Directions for this task >>
Each line in the listing is to be restated exactly.
[Opening Available records section]
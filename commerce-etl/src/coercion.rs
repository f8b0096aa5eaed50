//! Coerce-or-null type conversion with an audit trail.
//!
//! Raw columns are converted to their declared type with Arrow's safe cast:
//! values that cannot be parsed become null instead of failing the run. Every
//! conversion compares null counts before and after so that silent loss is
//! visible in the logs and in the returned [`CoercionAudit`].

use crate::dataset::Dataset;
use crate::error::Result;
use crate::logging::EtlLogger;
use arrow::array::{Array, ArrayRef, AsArray, Int64Array, StringArray};
use arrow::compute::{cast_with_options, CastOptions};
use arrow::datatypes::{DataType, Float64Type, Int64Type, TimeUnit};
use serde::{Deserialize, Serialize};
use std::fmt;
use std::sync::Arc;

/// Logical column types a cleaner can declare.
#[derive(Debug, Clone, Copy, PartialEq, Eq, Serialize, Deserialize)]
pub enum ColumnType {
    /// 64-bit signed integer
    Integer,
    /// 64-bit float
    Float,
    /// Naive timestamp with nanosecond precision
    Timestamp,
    Boolean,
    Text,
}

impl ColumnType {
    /// The Arrow type values are coerced to.
    pub fn data_type(&self) -> DataType {
        match self {
            Self::Integer => DataType::Int64,
            Self::Float => DataType::Float64,
            Self::Timestamp => DataType::Timestamp(TimeUnit::Nanosecond, None),
            Self::Boolean => DataType::Boolean,
            Self::Text => DataType::Utf8,
        }
    }

    /// Whether an Arrow type already satisfies this declaration.
    pub fn matches(&self, data_type: &DataType) -> bool {
        match self {
            Self::Text => is_text(data_type),
            other => *data_type == other.data_type(),
        }
    }

    /// Whether values of this type can be range-checked.
    pub fn is_numeric(&self) -> bool {
        matches!(self, Self::Integer | Self::Float)
    }
}

impl fmt::Display for ColumnType {
    fn fmt(&self, f: &mut fmt::Formatter<'_>) -> fmt::Result {
        match self {
            Self::Integer => write!(f, "integer"),
            Self::Float => write!(f, "float"),
            Self::Timestamp => write!(f, "timestamp"),
            Self::Boolean => write!(f, "boolean"),
            Self::Text => write!(f, "text"),
        }
    }
}

pub(crate) fn is_text(data_type: &DataType) -> bool {
    matches!(
        data_type,
        DataType::Utf8 | DataType::LargeUtf8 | DataType::Utf8View
    )
}

/// Before/after null counts of one column conversion.
#[derive(Debug, Clone, PartialEq, Eq, Serialize, Deserialize)]
pub struct CoercionAudit {
    pub column: String,
    pub target: ColumnType,
    pub nulls_before: usize,
    pub nulls_after: usize,
}

impl CoercionAudit {
    /// Values that were present but could not be converted.
    pub fn introduced_nulls(&self) -> usize {
        self.nulls_after.saturating_sub(self.nulls_before)
    }
}

/// Converts an array to `target`, turning unparseable values into nulls.
///
/// Text input is trimmed first, so `" 12.5 "` parses as `12.5` and blank
/// strings become null. An integer target accepts only integral values:
/// `2.5` (float or text) becomes null rather than being truncated to `2`,
/// while `4.0` and `"4.0"` become `4`.
pub fn coerce_array(array: &ArrayRef, target: ColumnType) -> Result<ArrayRef> {
    let target_type = target.data_type();
    if array.data_type() == &target_type {
        return Ok(Arc::clone(array));
    }

    let options = CastOptions {
        safe: true,
        ..Default::default()
    };

    let source = if is_text(array.data_type()) && target != ColumnType::Text {
        trimmed_text(array)?
    } else {
        Arc::clone(array)
    };

    if target == ColumnType::Integer
        && (is_text(source.data_type()) || source.data_type().is_floating())
    {
        return integral_values(&source, &options);
    }

    Ok(cast_with_options(&source, &target_type, &options)?)
}

/// Largest magnitude an `f64` can hold while every integer below it is exact.
const MAX_EXACT_FLOAT_INT: f64 = 9_007_199_254_740_992.0;

fn integral_values(source: &ArrayRef, options: &CastOptions) -> Result<ArrayRef> {
    // Integer literals in text parse exactly, beyond the float-exact range too.
    let exact = if is_text(source.data_type()) {
        Some(cast_with_options(source, &DataType::Int64, options)?)
    } else {
        None
    };
    let exact = exact.as_ref().map(|a| a.as_primitive::<Int64Type>());
    let floats = cast_with_options(source, &DataType::Float64, options)?;
    let floats = floats.as_primitive::<Float64Type>();

    let values: Int64Array = (0..floats.len())
        .map(|i| match exact {
            Some(exact) if exact.is_valid(i) => Some(exact.value(i)),
            _ => floats
                .is_valid(i)
                .then(|| floats.value(i))
                .filter(|v| v.fract() == 0.0 && v.abs() <= MAX_EXACT_FLOAT_INT)
                .map(|v| v as i64),
        })
        .collect();
    Ok(Arc::new(values))
}

fn trimmed_text(array: &ArrayRef) -> Result<ArrayRef> {
    let utf8 = cast_with_options(array, &DataType::Utf8, &CastOptions::default())?;
    let values = utf8
        .as_any()
        .downcast_ref::<StringArray>()
        .ok_or_else(|| crate::error::EtlError::Internal("Expected a Utf8 array".to_string()))?;
    let trimmed: StringArray = values
        .iter()
        .map(|v| v.map(str::trim).filter(|s| !s.is_empty()))
        .collect();
    Ok(Arc::new(trimmed))
}

/// Coerces one column of a dataset and logs the audit.
pub fn coerce_column(
    dataset: &Dataset,
    column: &str,
    target: ColumnType,
    logger: &EtlLogger,
) -> Result<(Dataset, CoercionAudit)> {
    let array = dataset.require_column(column)?;
    let nulls_before = array.logical_null_count();
    let coerced = coerce_array(array, target)?;
    let nulls_after = coerced.logical_null_count();

    logger.coercion_audit(dataset.name(), column, nulls_before, nulls_after);

    let audit = CoercionAudit {
        column: column.to_string(),
        target,
        nulls_before,
        nulls_after,
    };
    Ok((dataset.with_column(column, coerced)?, audit))
}

/// Coerces every declared column that is present; absent columns are skipped.
pub fn coerce_columns(
    dataset: &Dataset,
    columns: &[(&str, ColumnType)],
    logger: &EtlLogger,
) -> Result<(Dataset, Vec<CoercionAudit>)> {
    let mut current = dataset.clone();
    let mut audits = Vec::with_capacity(columns.len());
    for (column, target) in columns {
        if !current.has_column(column) {
            crate::perf_debug!(
                logger,
                table = dataset.name(),
                column = *column,
                "Skipping coercion of absent column"
            );
            continue;
        }
        let (next, audit) = coerce_column(&current, column, *target, logger)?;
        current = next;
        audits.push(audit);
    }
    Ok((current, audits))
}

/// Trims and lower-cases a categorical text column.
pub fn normalize_categorical(dataset: &Dataset, column: &str) -> Result<Dataset> {
    let array = dataset.require_column(column)?;
    let utf8 = cast_with_options(array, &DataType::Utf8, &CastOptions::default())?;
    let values = utf8
        .as_any()
        .downcast_ref::<StringArray>()
        .ok_or_else(|| crate::error::EtlError::Internal("Expected a Utf8 array".to_string()))?;
    let normalized: StringArray = values
        .iter()
        .map(|v| v.map(|s| s.trim().to_lowercase()))
        .collect();
    dataset.with_column(column, Arc::new(normalized))
}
[Closing Available records section]
Result of the task >>
filename commerce-etl/src/coercion.rs
repository f8b0096aa5eaed50
//! Coerce-or-null type conversion with an audit trail.
//!
//! Raw columns are converted to their declared type with Arrow's safe cast:
//! values that cannot be parsed become null instead of failing the run. Every
//! conversion compares null counts before and after so that silent loss is
//! visible in the logs and in the returned [`CoercionAudit`].

use crate::dataset::Dataset;
use crate::error::Result;
use crate::logging::EtlLogger;
use arrow::array::{Array, ArrayRef, AsArray, Int64Array, StringArray};
use arrow::compute::{cast_with_options, CastOptions};
use arrow::datatypes::{DataType, Float64Type, Int64Type, TimeUnit};
use serde::{Deserialize, Serialize};
use std::fmt;
use std::sync::Arc;

/// Logical column types a cleaner can declare.
#[derive(Debug, Clone, Copy, PartialEq, Eq, Serialize, Deserialize)]
pub enum ColumnType {
    /// 64-bit signed integer
    Integer,
    /// 64-bit float
    Float,
    /// Naive timestamp with nanosecond precision
    Timestamp,
    Boolean,
    Text,
}

impl ColumnType {
    /// The Arrow type values are coerced to.
    pub fn data_type(&self) -> DataType {
        match self {
            Self::Integer => DataType::Int64,
            Self::Float => DataType::Float64,
            Self::Timestamp => DataType::Timestamp(TimeUnit::Nanosecond, None),
            Self::Boolean => DataType::Boolean,
            Self::Text => DataType::Utf8,
        }
    }

    /// Whether an Arrow type already satisfies this declaration.
    pub fn matches(&self, data_type: &DataType) -> bool {
        match self {
            Self::Text => is_text(data_type),
            other => *data_type == other.data_type(),
        }
    }

    /// Whether values of this type can be range-checked.
    pub fn is_numeric(&self) -> bool {
        matches!(self, Self::Integer | Self::Float)
    }
}

impl fmt::Display for ColumnType {
    fn fmt(&self, f: &mut fmt::Formatter<'_>) -> fmt::Result {
        match self {
            Self::Integer => write!(f, "integer"),
            Self::Float => write!(f, "float"),
            Self::Timestamp => write!(f, "timestamp"),
            Self::Boolean => write!(f, "boolean"),
            Self::Text => write!(f, "text"),
        }
    }
}

pub(crate) fn is_text(data_type: &DataType) -> bool {
    matches!(
        data_type,
        DataType::Utf8 | DataType::LargeUtf8 | DataType::Utf8View
    )
}

/// Before/after null counts of one column conversion.
#[derive(Debug, Clone, PartialEq, Eq, Serialize, Deserialize)]
pub struct CoercionAudit {
    pub column: String,
    pub target: ColumnType,
    pub nulls_before: usize,
    pub nulls_after: usize,
}

impl CoercionAudit {
    /// Values that were present but could not be converted.
    pub fn introduced_nulls(&self) -> usize {
        self.nulls_after.saturating_sub(self.nulls_before)
    }
}

/// Converts an array to `target`, turning unparseable values into nulls.
///
/// Text input is trimmed first, so `" 12.5 "` parses as `12.5` and blank
/// strings become null. An integer target accepts only integral values:
/// `2.5` (float or text) becomes null rather than being truncated to `2`,
/// while `4.0` and `"4.0"` become `4`.
pub fn coerce_array(array: &ArrayRef, target: ColumnType) -> Result<ArrayRef> {
    let target_type = target.data_type();
    if array.data_type() == &target_type {
        return Ok(Arc::clone(array));
    }

    let options = CastOptions {
        safe: true,
        ..Default::default()
    };

    let source = if is_text(array.data_type()) && target != ColumnType::Text {
        trimmed_text(array)?
    } else {
        Arc::clone(array)
    };

    if target == ColumnType::Integer
        && (is_text(source.data_type()) || source.data_type().is_floating())
    {
        return integral_values(&source, &options);
    }

    Ok(cast_with_options(&source, &target_type, &options)?)
}

/// Largest magnitude an `f64` can hold while every integer below it is exact.
const MAX_EXACT_FLOAT_INT: f64 = 9_007_199_254_740_992.0;

fn integral_values(source: &ArrayRef, options: &CastOptions) -> Result<ArrayRef> {
    // Integer literals in text parse exactly, beyond the float-exact range too.
    let exact = if is_text(source.data_type()) {
        Some(cast_with_options(source, &DataType::Int64, options)?)
    } else {
        None
    };
    let exact = exact.as_ref().map(|a| a.as_primitive::<Int64Type>());
    let floats = cast_with_options(source, &DataType::Float64, options)?;
    let floats = floats.as_primitive::<Float64Type>();

    let values: Int64Array = (0..floats.len())
        .map(|i| match exact {
            Some(exact) if exact.is_valid(i) => Some(exact.value(i)),
            _ => floats
                .is_valid(i)
                .then(|| floats.value(i))
                .filter(|v| v.fract() == 0.0 && v.abs() <= MAX_EXACT_FLOAT_INT)
                .map(|v| v as i64),
        })
        .collect();
    Ok(Arc::new(values))
}

fn trimmed_text(array: &ArrayRef) -> Result<ArrayRef> {
    let utf8 = cast_with_options(array, &DataType::Utf8, &CastOptions::default())?;
    let values = utf8
        .as_any()
        .downcast_ref::<StringArray>()
        .ok_or_else(|| crate::error::EtlError::Internal("Expected a Utf8 array".to_string()))?;
    let trimmed: StringArray = values
        .iter()
        .map(|v| v.map(str::trim).filter(|s| !s.is_empty()))
        .collect();
    Ok(Arc::new(trimmed))
}

/// Coerces one column of a dataset and logs the audit.
pub fn coerce_column(
    dataset: &Dataset,
    column: &str,
    target: ColumnType,
    logger: &EtlLogger,
) -> Result<(Dataset, CoercionAudit)> {
    let array = dataset.require_column(column)?;
    let nulls_before = array.logical_null_count();
    let coerced = coerce_array(array, target)?;
    let nulls_after = coerced.logical_null_count();

    logger.coercion_audit(dataset.name(), column, nulls_before, nulls_after);

    let audit = CoercionAudit {
        column: column.to_string(),
        target,
        nulls_before,
        nulls_after,
    };
    Ok((dataset.with_column(column, coerced)?, audit))
}

/// Coerces every declared column that is present; absent columns are skipped.
pub fn coerce_columns(
    dataset: &Dataset,
    columns: &[(&str, ColumnType)],
    logger: &EtlLogger,
) -> Result<(Dataset, Vec<CoercionAudit>)> {
    let mut current = dataset.clone();
    let mut audits = Vec::with_capacity(columns.len());
    for (column, target) in columns {
        if !current.has_column(column) {
            crate::perf_debug!(
                logger,
                table = dataset.name(),
                column = *column,
                "Skipping coercion of absent column"
            );
            continue;
        }
        let (next, audit) = coerce_column(&current, column, *target, logger)?;
        current = next;
        audits.push(audit);
    }
    Ok((current, audits))
}

/// Trims and lower-cases a categorical text column.
pub fn normalize_categorical(dataset: &Dataset, column: &str) -> Result<Dataset> {
    let array = dataset.require_column(column)?;
    let utf8 = cast_with_options(array, &DataType::Utf8, &CastOptions::default())?;
    let values = utf8
        .as_any()
        .downcast_ref::<StringArray>()
        .ok_or_else(|| crate::error::EtlError::Internal("Expected a Utf8 array".to_string()))?;
    let normalized: StringArray = values
        .iter()
        .map(|v| v.map(|s| s.trim().to_lowercase()))
        .collect();
    dataset.with_column(column, Arc::new(normalized))
}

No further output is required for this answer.